Collected data
◇ ◇ ◇ ◇ ◇ ◇ ◇

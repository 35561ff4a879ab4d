//! Thumbar shell - runs a page with the media bridge installed against an
//! in-process host and reports what the taskbar indicator would show.

mod fixture;

use anyhow::{Context, Result};
use clap::{Parser, ValueEnum};
use serde::Serialize;
use std::path::PathBuf;
use std::sync::Arc;
use std::time::Duration;
use tracing::{info, Level};
use tracing_subscriber::{EnvFilter, FmtSubscriber};

use fixture::PageFixture;
use media_bridge::{BridgeConfig, HostApi, HostGlobals, LocalHost, Session, ThumbButton};

/// Thumbar shell - drive the now-playing bridge from the command line
#[derive(Parser, Debug)]
#[command(author, version, about, long_about = None)]
struct Args {
    /// Page fixture (JSON); a demo player page when omitted
    #[arg(long)]
    page: Option<PathBuf>,

    /// Bridge configuration (JSON)
    #[arg(long)]
    config: Option<PathBuf>,

    /// Thumbar button to press, in order; may be repeated
    #[arg(long, value_enum)]
    press: Vec<Button>,

    /// Publish the host API under the legacy namespace
    #[arg(long)]
    legacy: bool,

    /// Host without a command-invocation surface
    #[arg(long)]
    no_invoke: bool,

    /// Host without an event surface
    #[arg(long)]
    no_events: bool,

    /// Page time to run after each press, in milliseconds
    #[arg(long, default_value = "1000")]
    run_ms: u64,

    /// Pace timers with the wall clock
    #[arg(long)]
    realtime: bool,

    /// Print the report as JSON
    #[arg(long)]
    json: bool,

    /// Enable verbose logging
    #[arg(short, long)]
    verbose: bool,
}

#[derive(Clone, Copy, Debug, PartialEq, Eq, ValueEnum)]
enum Button {
    Playpause,
    Previous,
    Next,
}

impl From<Button> for ThumbButton {
    fn from(button: Button) -> Self {
        match button {
            Button::Playpause => ThumbButton::PlayPause,
            Button::Previous => ThumbButton::Previous,
            Button::Next => ThumbButton::Next,
        }
    }
}

#[derive(Debug, Serialize)]
struct Report {
    title: Option<String>,
    /// Last playing state the host received.
    indicator: Option<bool>,
    playback_state: &'static str,
    media: Vec<MediaReport>,
    notifications_sent: usize,
    notifications_failed: usize,
    elapsed_ms: u64,
}

#[derive(Debug, Serialize)]
struct MediaReport {
    tag: String,
    id: Option<String>,
    paused: bool,
    ended: bool,
}

fn init_logging(verbose: bool) -> Result<()> {
    let level = if verbose { Level::DEBUG } else { Level::INFO };
    let filter = EnvFilter::try_from_default_env().unwrap_or_else(|_| EnvFilter::new(level.as_str()));
    let subscriber = FmtSubscriber::builder()
        .with_env_filter(filter)
        .with_writer(std::io::stderr)
        .finish();
    tracing::subscriber::set_global_default(subscriber)?;
    Ok(())
}

fn host_globals(host: &Arc<LocalHost>, args: &Args) -> HostGlobals {
    let mut api = HostApi::new();
    if !args.no_events {
        api = api.with_event(host.clone());
    }
    if !args.no_invoke {
        api = api.with_invoke(host.clone());
    }

    if args.legacy {
        HostGlobals::new().with_legacy(api)
    } else {
        HostGlobals::new().with_current(api)
    }
}

/// Run the page for `run_ms` of page time. Returns how many tasks ran.
async fn drive(session: &mut Session, run_ms: u64, realtime: bool) -> usize {
    let deadline = session.now_ms().saturating_add(run_ms);
    let mut ran = session.run_until_idle();
    if !realtime {
        return ran + session.advance(run_ms);
    }

    while let Some(due) = session.next_due_ms().filter(|&due| due <= deadline) {
        let wait = due.saturating_sub(session.now_ms());
        tokio::time::sleep(Duration::from_millis(wait)).await;
        ran += session.advance(wait);
    }
    ran + session.advance(deadline.saturating_sub(session.now_ms()))
}

fn report(session: &Session, host: &LocalHost, title: Option<String>) -> Report {
    let document = session.document();
    let media = document
        .media_elements()
        .into_iter()
        .filter_map(|node| {
            let element = document.get_element(node)?;
            let state = document.media(node)?;
            Some(MediaReport {
                tag: element.tag_name.as_str().to_string(),
                id: element.get_attribute("id").map(str::to_string),
                paused: state.paused(),
                ended: state.ended(),
            })
        })
        .collect();

    Report {
        title,
        indicator: host.last_playing(),
        playback_state: host.session().playback_state().as_str(),
        media,
        notifications_sent: session.notifier().sent_count(),
        notifications_failed: session.notifier().failure_count(),
        elapsed_ms: session.now_ms(),
    }
}

fn print_report(report: &Report) {
    if let Some(title) = &report.title {
        println!("Page: {}", title);
    }
    let indicator = match report.indicator {
        Some(true) => "playing",
        Some(false) => "paused",
        None => "unknown",
    };
    println!("Indicator: {} ({})", indicator, report.playback_state);
    for media in &report.media {
        let state = if media.ended {
            "ended"
        } else if media.paused {
            "paused"
        } else {
            "playing"
        };
        match &media.id {
            Some(id) => println!("  <{} id={}> {}", media.tag, id, state),
            None => println!("  <{}> {}", media.tag, state),
        }
    }
    println!(
        "Notifications: {} sent, {} failed, {} ms elapsed",
        report.notifications_sent, report.notifications_failed, report.elapsed_ms
    );
}

#[tokio::main(flavor = "current_thread")]
async fn main() -> Result<()> {
    let args = Args::parse();
    init_logging(args.verbose)?;

    info!("Thumbar shell v{}", media_bridge::VERSION);

    let config = match &args.config {
        Some(path) => BridgeConfig::load(path)
            .with_context(|| format!("failed to load bridge config {}", path.display()))?,
        None => BridgeConfig::default(),
    };
    let fixture = match &args.page {
        Some(path) => PageFixture::load(path)?,
        None => PageFixture::demo(),
    };

    let host = Arc::new(LocalHost::new(&config));
    let globals = host_globals(&host, &args);
    let document = fixture.build()?;
    let mut session = Session::install(document, &globals, config.clone())?;
    drive(&mut session, 0, false).await;

    for &button in &args.press {
        let button = ThumbButton::from(button);
        host.handle_command(button.to_command(), &config);
        let ran = drive(&mut session, args.run_ms, args.realtime).await;
        info!(button = button.tooltip(), tasks = ran, "press handled");
    }

    let report = report(&session, &host, fixture.title.clone());
    if args.json {
        println!("{}", serde_json::to_string_pretty(&report)?);
    } else {
        print_report(&report);
    }
    Ok(())
}
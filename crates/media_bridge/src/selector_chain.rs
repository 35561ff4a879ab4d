//! Ordered lookup rules used to find the in-page control for a thumbar action.

use common::BridgeResult;
use css_parser::{matches_list, parse_selector_list, query_selector, SelectorList};
use dom::{Document, NodeId};

/// Play/pause controls of known players, then generic patterns.
pub const PLAY_PAUSE_SELECTORS: &[&str] = &[
    "span.pct.player__action-play.pct-player-play",
    "span.pct.player__action-pause.pct-player-pause",
    ".player__action-play",
    ".player__action-pause",
    ".pct-player-play",
    ".pct-player-pause",
    r#"button[aria-label*="play"]"#,
    r#"button[aria-label*="Play"]"#,
    r#"button[aria-label*="pause"]"#,
    r#"button[aria-label*="Pause"]"#,
    "button.play",
    "button.pause",
    ".play-button",
    ".pause-button",
    r#"[data-testid*="play"]"#,
];

pub const PREVIOUS_SELECTORS: &[&str] = &[
    r#"button[aria-label*="revious"]"#,
    r#"button[aria-label*="Previous"]"#,
    r#"button[aria-label*="PREVIOUS"]"#,
    r#"button[title*="revious"]"#,
    r#"button[title*="Previous"]"#,
    ".pct-player-previous",
    ".player__action-previous",
    r#"button[class*="previous"]"#,
    r#"button[class*="prev"]"#,
    r#"button[class*="back"]"#,
    r#"[data-testid*="previous"]"#,
    r#"[data-testid*="prev"]"#,
    "button.pct-player-previous",
    "span.pct-player-previous",
];

pub const NEXT_SELECTORS: &[&str] = &[
    r#"button[aria-label*="ext"]"#,
    r#"button[aria-label*="Next"]"#,
    ".pct-player-next",
    r#"button[class*="next"]"#,
    r#"[data-testid*="next"]"#,
];

/// Elements scanned by the free-text fallback.
pub const BUTTON_LIKE_SELECTOR: &str = r#"button, [role="button"]"#;

/// Text the free-text fallback looks for, ASCII case-insensitively.
pub const PLAY_TEXT: &str = "play";

/// Thumbar transport action.
#[derive(Clone, Copy, Debug, PartialEq, Eq, Hash)]
pub enum TransportAction {
    PlayPause,
    Previous,
    Next,
}

impl TransportAction {
    pub fn as_str(&self) -> &'static str {
        match self {
            TransportAction::PlayPause => "play-pause",
            TransportAction::Previous => "previous",
            TransportAction::Next => "next",
        }
    }

    pub fn selectors(&self) -> &'static [&'static str] {
        match self {
            TransportAction::PlayPause => PLAY_PAUSE_SELECTORS,
            TransportAction::Previous => PREVIOUS_SELECTORS,
            TransportAction::Next => NEXT_SELECTORS,
        }
    }
}

/// One lookup rule.
#[derive(Clone, Debug)]
pub enum ChainRule {
    /// The first media element in document order.
    FirstMediaElement,
    /// The first element matching a selector.
    Css { source: &'static str, list: SelectorList },
    /// The first button-like element whose visible text contains `needle`.
    ButtonText { buttons: SelectorList, needle: &'static str },
}

/// What a chain found.
#[derive(Clone, Copy, Debug, PartialEq, Eq)]
pub enum ChainMatch {
    /// A media element to toggle directly.
    Media(NodeId),
    /// An element to activate; `rule` is its index in the chain.
    Click { node: NodeId, rule: usize },
}

/// An ordered list of rules; the first rule that finds something wins.
#[derive(Clone, Debug)]
pub struct SelectorChain {
    action: TransportAction,
    rules: Vec<ChainRule>,
}

impl SelectorChain {
    /// Build the chain for an action.
    ///
    /// Play/pause tries media elements, then selectors, then button text.
    /// Previous/next only use their selectors.
    pub fn for_action(action: TransportAction) -> BridgeResult<Self> {
        let mut rules = Vec::new();

        if action == TransportAction::PlayPause {
            rules.push(ChainRule::FirstMediaElement);
        }
        for &source in action.selectors() {
            rules.push(ChainRule::Css {
                source,
                list: parse_selector_list(source)?,
            });
        }
        if action == TransportAction::PlayPause {
            rules.push(ChainRule::ButtonText {
                buttons: parse_selector_list(BUTTON_LIKE_SELECTOR)?,
                needle: PLAY_TEXT,
            });
        }

        Ok(Self { action, rules })
    }

    pub fn action(&self) -> TransportAction {
        self.action
    }

    pub fn rules(&self) -> &[ChainRule] {
        &self.rules
    }

    /// Evaluate the rules in order against the connected document.
    pub fn find(&self, document: &Document) -> Option<ChainMatch> {
        self.rules
            .iter()
            .enumerate()
            .find_map(|(index, rule)| Self::apply(rule, index, document))
    }

    fn apply(rule: &ChainRule, index: usize, document: &Document) -> Option<ChainMatch> {
        let tree = document.tree();
        match rule {
            ChainRule::FirstMediaElement => document.media_elements().first().copied().map(ChainMatch::Media),
            ChainRule::Css { list, .. } => {
                query_selector(list, tree).map(|node| ChainMatch::Click { node, rule: index })
            }
            ChainRule::ButtonText { buttons, needle } => tree
                .descendants(tree.root())
                .filter(|&node| matches_list(buttons, tree, node))
                .find(|&node| tree.visible_text(node).to_ascii_lowercase().contains(needle))
                .map(|node| ChainMatch::Click { node, rule: index }),
        }
    }

    /// Human-readable description of a rule, for logs.
    pub fn describe(&self, rule: usize) -> String {
        match self.rules.get(rule) {
            Some(ChainRule::FirstMediaElement) => "first media element".to_string(),
            Some(ChainRule::Css { source, .. }) => format!("selector `{}`", source),
            Some(ChainRule::ButtonText { needle, .. }) => format!("button text containing {:?}", needle),
            None => "unknown rule".to_string(),
        }
    }
}

#[cfg(test)]
mod tests {
    use super::*;

    fn element(doc: &mut Document, tag: &str, attrs: &[(&str, &str)]) -> NodeId {
        let body = doc.body().unwrap();
        let node = doc.create_element(tag);
        for (name, value) in attrs {
            doc.set_attribute(node, name, value);
        }
        doc.append_child(body, node);
        node
    }

    fn chain(action: TransportAction) -> SelectorChain {
        SelectorChain::for_action(action).unwrap()
    }

    #[test]
    fn test_all_builtin_selectors_parse() {
        assert_eq!(chain(TransportAction::PlayPause).rules().len(), PLAY_PAUSE_SELECTORS.len() + 2);
        assert_eq!(chain(TransportAction::Previous).rules().len(), PREVIOUS_SELECTORS.len());
        assert_eq!(chain(TransportAction::Next).rules().len(), NEXT_SELECTORS.len());
    }

    #[test]
    fn test_media_element_wins_over_selectors() {
        let mut doc = Document::new();
        element(&mut doc, "button", &[("class", "play-button")]);
        let video = element(&mut doc, "video", &[]);

        assert_eq!(chain(TransportAction::PlayPause).find(&doc), Some(ChainMatch::Media(video)));
    }

    #[test]
    fn test_selector_list_order_not_document_order() {
        let mut doc = Document::new();
        let generic = element(&mut doc, "div", &[("class", "play-button")]);
        let specific = element(&mut doc, "span", &[("class", "pct player__action-pause pct-player-pause")]);

        let found = chain(TransportAction::PlayPause).find(&doc);
        assert_eq!(found, Some(ChainMatch::Click { node: specific, rule: 2 }));
        assert_ne!(found, Some(ChainMatch::Click { node: generic, rule: 13 }));
    }

    #[test]
    fn test_aria_label_case_variants() {
        let mut doc = Document::new();
        let button = element(&mut doc, "button", &[("aria-label", "Pause")]);

        let chain = chain(TransportAction::PlayPause);
        let Some(ChainMatch::Click { node, rule }) = chain.find(&doc) else {
            panic!("expected a click match");
        };
        assert_eq!(node, button);
        assert_eq!(chain.describe(rule), r#"selector `button[aria-label*="Pause"]`"#);
    }

    #[test]
    fn test_button_text_fallback() {
        let mut doc = Document::new();
        element(&mut doc, "button", &[]);
        let role_button = element(&mut doc, "div", &[("role", "button")]);
        let text = doc.create_text("Replay episode");
        doc.append_child(role_button, text);

        let chain = chain(TransportAction::PlayPause);
        let found = chain.find(&doc);
        assert_eq!(
            found,
            Some(ChainMatch::Click { node: role_button, rule: PLAY_PAUSE_SELECTORS.len() + 1 })
        );
    }

    #[test]
    fn test_hidden_text_ignored() {
        let mut doc = Document::new();
        let button = element(&mut doc, "button", &[]);
        let hidden = doc.create_element("span");
        doc.set_attribute(hidden, "hidden", "");
        let text = doc.create_text("Play");
        doc.append_child(button, hidden);
        doc.append_child(hidden, text);

        assert_eq!(chain(TransportAction::PlayPause).find(&doc), None);
    }

    #[test]
    fn test_previous_and_next_chains() {
        let mut doc = Document::new();
        let prev = element(&mut doc, "button", &[("title", "Previous track")]);
        let next = element(&mut doc, "button", &[("aria-label", "Next")]);
        // Previous/next never toggle media.
        element(&mut doc, "video", &[]);

        assert_eq!(
            chain(TransportAction::Previous).find(&doc),
            Some(ChainMatch::Click { node: prev, rule: 3 })
        );
        assert_eq!(
            chain(TransportAction::Next).find(&doc),
            Some(ChainMatch::Click { node: next, rule: 0 })
        );
    }
}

◇ ◇ ◇ ◇ ◇ ◇ ◇

**TASK TO CARRY OUT**
Output the lines above between the one holding "the connected document." and the one holding "matches_list(buttons, tree, node))", inclusive, with nothing before or after them.

**RESULT FOR THIS TASK**
    /// Evaluate the rules in order against the connected document.
    pub fn find(&self, document: &Document) -> Option<ChainMatch> {
        self.rules
            .iter()
            .enumerate()
            .find_map(|(index, rule)| Self::apply(rule, index, document))
    }

    fn apply(rule: &ChainRule, index: usize, document: &Document) -> Option<ChainMatch> {
        let tree = document.tree();
        match rule {
            ChainRule::FirstMediaElement => document.media_elements().first().copied().map(ChainMatch::Media),
            ChainRule::Css { list, .. } => {
                query_selector(list, tree).map(|node| ChainMatch::Click { node, rule: index })
            }
            ChainRule::ButtonText { buttons, needle } => tree
                .descendants(tree.root())
                .filter(|&node| matches_list(buttons, tree, node))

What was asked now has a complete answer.